#### [EXERCISE BRIEF]
The response must reproduce exactly every line of the material below holding the word "true".

DATASET EXCERPTS Start Marker

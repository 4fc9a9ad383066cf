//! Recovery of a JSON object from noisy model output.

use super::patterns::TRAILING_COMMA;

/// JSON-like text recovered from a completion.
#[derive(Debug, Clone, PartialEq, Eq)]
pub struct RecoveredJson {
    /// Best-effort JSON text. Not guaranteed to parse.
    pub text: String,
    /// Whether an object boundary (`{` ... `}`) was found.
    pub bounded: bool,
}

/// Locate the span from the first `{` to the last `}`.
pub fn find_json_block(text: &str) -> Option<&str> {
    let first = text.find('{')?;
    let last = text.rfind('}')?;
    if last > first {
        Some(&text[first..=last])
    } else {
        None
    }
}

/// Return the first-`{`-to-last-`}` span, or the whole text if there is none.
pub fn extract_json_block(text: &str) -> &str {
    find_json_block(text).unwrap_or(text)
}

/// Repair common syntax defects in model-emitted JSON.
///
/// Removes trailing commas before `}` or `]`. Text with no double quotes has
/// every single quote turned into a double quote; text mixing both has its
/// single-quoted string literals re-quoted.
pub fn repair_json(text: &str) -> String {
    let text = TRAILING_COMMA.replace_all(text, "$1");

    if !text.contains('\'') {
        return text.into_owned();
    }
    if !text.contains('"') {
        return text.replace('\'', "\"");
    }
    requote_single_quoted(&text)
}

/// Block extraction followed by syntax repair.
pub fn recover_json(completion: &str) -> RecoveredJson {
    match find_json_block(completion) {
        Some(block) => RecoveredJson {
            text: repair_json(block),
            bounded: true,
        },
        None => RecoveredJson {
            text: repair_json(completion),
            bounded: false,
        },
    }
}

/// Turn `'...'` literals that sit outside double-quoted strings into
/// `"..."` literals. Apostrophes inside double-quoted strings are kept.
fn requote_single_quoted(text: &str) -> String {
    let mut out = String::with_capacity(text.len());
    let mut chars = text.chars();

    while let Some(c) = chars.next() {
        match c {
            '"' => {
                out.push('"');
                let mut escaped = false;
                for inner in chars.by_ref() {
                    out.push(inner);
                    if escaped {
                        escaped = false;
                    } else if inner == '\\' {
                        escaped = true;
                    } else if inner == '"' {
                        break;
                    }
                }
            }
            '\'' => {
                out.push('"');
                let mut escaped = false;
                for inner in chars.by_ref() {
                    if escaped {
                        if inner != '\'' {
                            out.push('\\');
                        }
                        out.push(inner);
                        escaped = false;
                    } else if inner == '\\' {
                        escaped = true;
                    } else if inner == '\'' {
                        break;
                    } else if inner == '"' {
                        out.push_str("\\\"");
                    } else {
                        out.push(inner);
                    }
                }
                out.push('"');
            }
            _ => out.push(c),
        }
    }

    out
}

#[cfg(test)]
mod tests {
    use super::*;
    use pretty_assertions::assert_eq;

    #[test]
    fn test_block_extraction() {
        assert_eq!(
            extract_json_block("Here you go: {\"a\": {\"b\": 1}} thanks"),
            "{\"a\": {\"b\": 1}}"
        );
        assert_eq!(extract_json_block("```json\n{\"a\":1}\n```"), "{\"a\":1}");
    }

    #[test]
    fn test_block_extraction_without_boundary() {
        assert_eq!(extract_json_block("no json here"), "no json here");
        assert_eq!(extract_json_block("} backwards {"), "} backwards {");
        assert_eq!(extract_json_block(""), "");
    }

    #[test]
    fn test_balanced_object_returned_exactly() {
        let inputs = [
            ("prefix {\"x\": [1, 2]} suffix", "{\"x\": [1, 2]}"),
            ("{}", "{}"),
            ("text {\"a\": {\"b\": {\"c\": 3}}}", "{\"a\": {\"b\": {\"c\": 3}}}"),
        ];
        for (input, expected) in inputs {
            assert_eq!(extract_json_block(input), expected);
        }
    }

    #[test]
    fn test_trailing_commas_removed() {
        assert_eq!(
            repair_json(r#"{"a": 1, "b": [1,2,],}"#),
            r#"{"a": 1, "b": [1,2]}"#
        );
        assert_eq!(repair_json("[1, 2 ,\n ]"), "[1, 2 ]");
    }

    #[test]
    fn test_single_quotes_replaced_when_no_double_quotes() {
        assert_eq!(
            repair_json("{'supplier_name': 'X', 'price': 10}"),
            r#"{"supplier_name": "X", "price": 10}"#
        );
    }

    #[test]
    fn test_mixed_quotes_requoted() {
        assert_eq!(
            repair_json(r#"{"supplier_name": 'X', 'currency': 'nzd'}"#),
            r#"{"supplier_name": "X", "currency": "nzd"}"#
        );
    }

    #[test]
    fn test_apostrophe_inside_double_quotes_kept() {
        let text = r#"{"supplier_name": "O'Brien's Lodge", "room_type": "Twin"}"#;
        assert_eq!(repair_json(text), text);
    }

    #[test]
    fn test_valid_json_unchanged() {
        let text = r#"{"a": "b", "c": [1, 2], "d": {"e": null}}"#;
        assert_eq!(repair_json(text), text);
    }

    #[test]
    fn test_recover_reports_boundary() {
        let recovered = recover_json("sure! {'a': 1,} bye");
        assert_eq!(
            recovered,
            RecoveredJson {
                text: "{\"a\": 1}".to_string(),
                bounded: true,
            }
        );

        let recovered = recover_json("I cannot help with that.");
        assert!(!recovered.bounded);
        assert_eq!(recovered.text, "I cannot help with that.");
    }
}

DATASET EXCERPTS End Marker
DATASET EXCERPTS Start Marker

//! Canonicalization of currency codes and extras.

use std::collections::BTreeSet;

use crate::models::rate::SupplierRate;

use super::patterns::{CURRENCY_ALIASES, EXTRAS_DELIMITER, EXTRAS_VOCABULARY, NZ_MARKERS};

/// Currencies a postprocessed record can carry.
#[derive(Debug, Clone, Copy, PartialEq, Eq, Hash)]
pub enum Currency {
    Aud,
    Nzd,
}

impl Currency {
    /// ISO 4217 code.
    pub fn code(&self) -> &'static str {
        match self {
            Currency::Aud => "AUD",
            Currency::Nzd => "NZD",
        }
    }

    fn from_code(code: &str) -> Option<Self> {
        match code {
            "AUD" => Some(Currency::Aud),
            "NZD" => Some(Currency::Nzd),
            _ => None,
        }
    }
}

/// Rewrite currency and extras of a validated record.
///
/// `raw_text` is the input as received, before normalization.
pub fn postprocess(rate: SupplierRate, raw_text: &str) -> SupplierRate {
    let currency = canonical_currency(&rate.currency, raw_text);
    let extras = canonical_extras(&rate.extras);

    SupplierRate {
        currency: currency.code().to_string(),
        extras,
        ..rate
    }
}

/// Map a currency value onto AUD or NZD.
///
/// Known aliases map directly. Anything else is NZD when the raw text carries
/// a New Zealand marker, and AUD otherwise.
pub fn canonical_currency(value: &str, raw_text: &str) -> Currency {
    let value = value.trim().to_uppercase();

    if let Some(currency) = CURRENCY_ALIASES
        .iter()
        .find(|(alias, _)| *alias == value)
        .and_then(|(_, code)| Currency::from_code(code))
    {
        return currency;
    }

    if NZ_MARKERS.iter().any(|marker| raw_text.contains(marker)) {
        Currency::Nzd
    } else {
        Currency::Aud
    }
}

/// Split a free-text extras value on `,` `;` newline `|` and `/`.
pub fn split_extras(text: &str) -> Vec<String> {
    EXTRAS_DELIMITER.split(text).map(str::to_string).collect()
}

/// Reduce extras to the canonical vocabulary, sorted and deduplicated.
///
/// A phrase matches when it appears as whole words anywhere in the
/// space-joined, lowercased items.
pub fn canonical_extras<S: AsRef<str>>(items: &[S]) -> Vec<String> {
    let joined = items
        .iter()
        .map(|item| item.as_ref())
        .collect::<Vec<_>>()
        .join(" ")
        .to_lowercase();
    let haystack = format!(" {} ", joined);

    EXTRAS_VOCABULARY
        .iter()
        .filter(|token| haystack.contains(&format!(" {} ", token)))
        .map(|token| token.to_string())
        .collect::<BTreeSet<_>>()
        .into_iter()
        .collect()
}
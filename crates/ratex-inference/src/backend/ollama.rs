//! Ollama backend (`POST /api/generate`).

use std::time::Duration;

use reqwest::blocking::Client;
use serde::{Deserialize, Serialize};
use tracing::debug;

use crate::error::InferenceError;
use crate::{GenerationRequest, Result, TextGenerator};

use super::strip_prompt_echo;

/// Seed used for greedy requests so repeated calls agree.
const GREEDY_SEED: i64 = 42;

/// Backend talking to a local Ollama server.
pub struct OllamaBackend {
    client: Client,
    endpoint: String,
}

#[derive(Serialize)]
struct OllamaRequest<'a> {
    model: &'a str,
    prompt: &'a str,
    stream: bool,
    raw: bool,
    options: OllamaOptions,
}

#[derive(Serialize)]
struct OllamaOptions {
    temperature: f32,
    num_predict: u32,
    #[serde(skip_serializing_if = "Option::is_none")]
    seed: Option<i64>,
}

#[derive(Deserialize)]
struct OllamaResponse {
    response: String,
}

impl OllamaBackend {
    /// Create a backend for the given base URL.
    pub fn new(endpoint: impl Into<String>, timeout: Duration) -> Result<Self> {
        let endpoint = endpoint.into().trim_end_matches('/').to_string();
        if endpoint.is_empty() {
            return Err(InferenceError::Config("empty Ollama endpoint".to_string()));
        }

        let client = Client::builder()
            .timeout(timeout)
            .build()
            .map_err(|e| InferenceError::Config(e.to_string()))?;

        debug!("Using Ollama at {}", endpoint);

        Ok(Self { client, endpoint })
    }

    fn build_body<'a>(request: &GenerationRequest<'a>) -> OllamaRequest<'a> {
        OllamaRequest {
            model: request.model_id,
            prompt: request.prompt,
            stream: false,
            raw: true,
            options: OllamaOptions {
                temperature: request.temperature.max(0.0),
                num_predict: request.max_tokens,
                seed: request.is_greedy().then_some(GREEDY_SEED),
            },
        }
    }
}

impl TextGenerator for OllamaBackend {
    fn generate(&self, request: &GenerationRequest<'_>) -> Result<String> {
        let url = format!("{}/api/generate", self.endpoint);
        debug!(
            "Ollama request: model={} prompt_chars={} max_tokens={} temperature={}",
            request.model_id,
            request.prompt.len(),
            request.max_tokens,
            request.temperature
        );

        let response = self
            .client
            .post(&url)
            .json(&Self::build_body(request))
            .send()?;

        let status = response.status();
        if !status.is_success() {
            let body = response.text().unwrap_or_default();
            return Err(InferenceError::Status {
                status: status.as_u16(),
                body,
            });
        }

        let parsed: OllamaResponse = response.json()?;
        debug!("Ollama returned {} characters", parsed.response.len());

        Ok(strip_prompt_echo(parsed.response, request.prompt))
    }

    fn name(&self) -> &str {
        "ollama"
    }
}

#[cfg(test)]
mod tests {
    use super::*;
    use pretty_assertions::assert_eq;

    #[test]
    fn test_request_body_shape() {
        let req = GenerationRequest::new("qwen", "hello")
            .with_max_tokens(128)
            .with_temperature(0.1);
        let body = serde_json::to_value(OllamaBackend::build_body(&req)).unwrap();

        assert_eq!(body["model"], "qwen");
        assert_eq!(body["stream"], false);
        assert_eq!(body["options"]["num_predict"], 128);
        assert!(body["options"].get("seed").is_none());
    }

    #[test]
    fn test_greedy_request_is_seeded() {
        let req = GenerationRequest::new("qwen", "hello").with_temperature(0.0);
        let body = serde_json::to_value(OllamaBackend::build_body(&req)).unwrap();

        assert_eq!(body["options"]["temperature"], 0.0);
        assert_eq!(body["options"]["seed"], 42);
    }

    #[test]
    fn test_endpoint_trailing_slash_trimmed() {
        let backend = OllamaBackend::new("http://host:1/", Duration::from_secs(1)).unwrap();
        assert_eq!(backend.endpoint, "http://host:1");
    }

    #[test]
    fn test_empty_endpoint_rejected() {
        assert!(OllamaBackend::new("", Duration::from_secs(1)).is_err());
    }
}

DATASET EXCERPTS End Marker
DATASET EXCERPTS Start Marker

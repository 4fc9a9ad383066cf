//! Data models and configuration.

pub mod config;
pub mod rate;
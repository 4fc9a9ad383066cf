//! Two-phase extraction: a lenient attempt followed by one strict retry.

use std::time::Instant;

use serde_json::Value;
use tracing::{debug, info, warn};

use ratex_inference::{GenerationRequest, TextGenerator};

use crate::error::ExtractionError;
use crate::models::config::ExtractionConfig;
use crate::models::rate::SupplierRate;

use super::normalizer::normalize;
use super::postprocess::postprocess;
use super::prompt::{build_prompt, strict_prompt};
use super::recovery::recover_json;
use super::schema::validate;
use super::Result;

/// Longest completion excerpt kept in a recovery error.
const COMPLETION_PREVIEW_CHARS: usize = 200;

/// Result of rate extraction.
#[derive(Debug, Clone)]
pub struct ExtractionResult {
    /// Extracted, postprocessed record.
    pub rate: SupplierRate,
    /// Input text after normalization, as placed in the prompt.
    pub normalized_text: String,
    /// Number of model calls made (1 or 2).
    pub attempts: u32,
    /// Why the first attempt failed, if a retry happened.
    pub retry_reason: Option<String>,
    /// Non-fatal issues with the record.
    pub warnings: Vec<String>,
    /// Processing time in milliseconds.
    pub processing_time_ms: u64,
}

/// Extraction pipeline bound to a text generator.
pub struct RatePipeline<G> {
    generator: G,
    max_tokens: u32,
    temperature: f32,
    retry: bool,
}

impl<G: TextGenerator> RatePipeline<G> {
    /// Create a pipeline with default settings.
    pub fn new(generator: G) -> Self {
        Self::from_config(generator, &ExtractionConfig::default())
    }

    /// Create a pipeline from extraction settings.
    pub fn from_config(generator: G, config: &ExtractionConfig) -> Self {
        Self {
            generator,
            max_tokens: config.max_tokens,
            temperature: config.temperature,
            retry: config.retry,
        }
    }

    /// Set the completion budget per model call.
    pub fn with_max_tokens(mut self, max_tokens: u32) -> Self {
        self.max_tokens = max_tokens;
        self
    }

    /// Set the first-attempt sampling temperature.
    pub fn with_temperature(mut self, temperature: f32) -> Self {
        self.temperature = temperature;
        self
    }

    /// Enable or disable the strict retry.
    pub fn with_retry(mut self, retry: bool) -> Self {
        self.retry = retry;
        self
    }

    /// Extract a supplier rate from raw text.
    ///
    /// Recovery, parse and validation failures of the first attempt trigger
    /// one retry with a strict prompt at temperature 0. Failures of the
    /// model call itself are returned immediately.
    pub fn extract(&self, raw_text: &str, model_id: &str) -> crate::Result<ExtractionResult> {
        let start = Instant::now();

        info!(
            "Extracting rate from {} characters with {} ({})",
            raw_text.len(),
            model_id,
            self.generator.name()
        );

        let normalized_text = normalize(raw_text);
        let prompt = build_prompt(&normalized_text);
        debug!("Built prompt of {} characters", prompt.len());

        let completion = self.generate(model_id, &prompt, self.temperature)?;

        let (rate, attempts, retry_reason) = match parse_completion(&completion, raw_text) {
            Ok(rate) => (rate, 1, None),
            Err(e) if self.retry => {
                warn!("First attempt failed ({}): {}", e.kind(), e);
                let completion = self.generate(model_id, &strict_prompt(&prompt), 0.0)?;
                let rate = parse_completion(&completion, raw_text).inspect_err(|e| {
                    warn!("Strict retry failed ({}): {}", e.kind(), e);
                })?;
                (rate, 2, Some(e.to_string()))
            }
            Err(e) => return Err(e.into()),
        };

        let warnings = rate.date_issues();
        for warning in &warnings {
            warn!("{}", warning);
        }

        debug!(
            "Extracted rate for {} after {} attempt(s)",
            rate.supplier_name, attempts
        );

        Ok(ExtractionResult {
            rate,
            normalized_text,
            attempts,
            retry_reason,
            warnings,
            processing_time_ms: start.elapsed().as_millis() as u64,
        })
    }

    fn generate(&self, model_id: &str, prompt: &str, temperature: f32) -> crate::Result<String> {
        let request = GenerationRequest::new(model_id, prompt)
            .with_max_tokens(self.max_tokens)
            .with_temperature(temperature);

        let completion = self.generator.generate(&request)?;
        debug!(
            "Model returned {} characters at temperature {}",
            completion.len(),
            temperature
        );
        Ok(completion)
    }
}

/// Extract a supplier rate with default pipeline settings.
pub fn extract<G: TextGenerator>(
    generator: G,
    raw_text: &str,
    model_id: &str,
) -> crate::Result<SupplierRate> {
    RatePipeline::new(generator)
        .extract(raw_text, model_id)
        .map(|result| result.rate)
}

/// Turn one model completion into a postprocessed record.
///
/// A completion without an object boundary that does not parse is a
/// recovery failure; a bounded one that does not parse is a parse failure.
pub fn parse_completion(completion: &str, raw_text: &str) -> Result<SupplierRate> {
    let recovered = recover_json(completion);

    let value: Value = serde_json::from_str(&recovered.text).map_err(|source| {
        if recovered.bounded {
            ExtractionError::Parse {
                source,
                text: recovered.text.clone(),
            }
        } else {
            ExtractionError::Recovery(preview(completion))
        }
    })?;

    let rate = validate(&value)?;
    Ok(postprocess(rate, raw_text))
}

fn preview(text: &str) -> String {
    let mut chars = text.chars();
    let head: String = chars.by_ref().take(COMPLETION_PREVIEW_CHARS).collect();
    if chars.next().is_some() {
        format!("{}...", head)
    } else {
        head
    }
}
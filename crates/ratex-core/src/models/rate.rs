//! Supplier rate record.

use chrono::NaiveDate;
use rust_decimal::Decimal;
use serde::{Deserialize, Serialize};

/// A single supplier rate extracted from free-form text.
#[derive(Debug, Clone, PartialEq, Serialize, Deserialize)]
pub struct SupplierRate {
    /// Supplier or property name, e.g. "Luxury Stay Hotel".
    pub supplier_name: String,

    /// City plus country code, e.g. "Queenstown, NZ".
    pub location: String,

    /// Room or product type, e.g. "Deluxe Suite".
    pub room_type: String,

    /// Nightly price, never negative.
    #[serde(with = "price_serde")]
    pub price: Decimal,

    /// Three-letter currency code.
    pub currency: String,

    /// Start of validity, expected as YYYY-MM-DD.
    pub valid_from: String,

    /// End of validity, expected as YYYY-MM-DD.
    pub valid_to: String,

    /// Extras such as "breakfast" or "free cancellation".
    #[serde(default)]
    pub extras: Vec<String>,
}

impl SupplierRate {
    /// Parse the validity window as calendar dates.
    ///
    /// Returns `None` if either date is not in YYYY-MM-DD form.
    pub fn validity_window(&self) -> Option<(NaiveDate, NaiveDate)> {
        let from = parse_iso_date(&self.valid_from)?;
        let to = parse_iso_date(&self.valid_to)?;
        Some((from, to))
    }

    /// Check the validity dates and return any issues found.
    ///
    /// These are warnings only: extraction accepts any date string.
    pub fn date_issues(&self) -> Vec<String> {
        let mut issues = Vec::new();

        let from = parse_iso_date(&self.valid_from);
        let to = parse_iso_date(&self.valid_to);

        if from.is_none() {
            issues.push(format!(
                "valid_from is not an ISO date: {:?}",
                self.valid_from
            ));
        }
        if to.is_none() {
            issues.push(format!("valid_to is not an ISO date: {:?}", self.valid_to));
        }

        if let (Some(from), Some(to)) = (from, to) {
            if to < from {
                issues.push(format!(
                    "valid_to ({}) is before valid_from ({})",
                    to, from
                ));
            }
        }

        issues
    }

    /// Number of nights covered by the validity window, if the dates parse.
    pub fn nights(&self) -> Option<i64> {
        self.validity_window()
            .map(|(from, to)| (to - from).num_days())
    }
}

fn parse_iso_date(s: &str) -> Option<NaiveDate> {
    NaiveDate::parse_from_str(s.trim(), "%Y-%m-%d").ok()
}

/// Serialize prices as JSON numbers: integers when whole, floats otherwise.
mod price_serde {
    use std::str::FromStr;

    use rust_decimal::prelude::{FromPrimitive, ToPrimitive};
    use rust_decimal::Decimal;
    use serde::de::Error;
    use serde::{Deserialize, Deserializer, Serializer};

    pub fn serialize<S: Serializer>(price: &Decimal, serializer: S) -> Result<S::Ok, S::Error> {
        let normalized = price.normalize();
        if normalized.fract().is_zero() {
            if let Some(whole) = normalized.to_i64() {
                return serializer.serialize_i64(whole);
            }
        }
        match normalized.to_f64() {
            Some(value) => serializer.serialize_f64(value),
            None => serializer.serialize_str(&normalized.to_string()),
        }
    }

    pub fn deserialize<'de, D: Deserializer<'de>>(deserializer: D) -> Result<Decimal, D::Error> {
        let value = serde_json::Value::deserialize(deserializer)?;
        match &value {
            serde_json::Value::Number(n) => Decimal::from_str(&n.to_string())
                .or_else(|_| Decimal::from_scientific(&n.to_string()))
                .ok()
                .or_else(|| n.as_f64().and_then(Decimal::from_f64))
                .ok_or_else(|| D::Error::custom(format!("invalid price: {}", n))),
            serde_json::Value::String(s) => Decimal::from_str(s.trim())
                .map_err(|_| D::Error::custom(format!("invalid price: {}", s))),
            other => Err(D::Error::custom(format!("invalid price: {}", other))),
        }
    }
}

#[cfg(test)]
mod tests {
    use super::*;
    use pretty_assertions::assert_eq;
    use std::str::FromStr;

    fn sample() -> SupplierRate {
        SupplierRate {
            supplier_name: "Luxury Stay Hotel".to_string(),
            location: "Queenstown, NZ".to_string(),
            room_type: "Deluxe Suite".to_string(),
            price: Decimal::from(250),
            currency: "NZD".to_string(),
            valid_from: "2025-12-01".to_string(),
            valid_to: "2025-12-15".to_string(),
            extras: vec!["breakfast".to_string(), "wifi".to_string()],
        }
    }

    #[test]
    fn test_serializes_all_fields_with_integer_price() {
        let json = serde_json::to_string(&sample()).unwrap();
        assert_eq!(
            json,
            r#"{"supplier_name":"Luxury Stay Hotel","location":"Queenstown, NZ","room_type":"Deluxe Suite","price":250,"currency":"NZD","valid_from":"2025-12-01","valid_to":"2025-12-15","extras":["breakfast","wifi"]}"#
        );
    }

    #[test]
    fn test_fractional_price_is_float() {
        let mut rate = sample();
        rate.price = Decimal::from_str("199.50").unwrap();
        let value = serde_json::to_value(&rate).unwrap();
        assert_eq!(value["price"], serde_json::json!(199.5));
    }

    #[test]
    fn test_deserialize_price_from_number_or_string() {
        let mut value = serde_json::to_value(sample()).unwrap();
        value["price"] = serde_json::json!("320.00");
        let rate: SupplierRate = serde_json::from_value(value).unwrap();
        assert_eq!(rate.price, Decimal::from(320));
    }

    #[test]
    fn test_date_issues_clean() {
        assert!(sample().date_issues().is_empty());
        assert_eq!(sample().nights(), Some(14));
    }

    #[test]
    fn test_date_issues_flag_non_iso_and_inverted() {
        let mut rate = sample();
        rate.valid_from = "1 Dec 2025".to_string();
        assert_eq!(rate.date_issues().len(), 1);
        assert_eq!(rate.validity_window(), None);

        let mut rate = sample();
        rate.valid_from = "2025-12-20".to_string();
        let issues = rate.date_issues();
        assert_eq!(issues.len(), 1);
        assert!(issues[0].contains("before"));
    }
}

DATASET EXCERPTS End Marker

#### [FINAL ANSWER]
            bounded: true,
                        escaped = true;
                        escaped = true;
                bounded: true,
            raw: true,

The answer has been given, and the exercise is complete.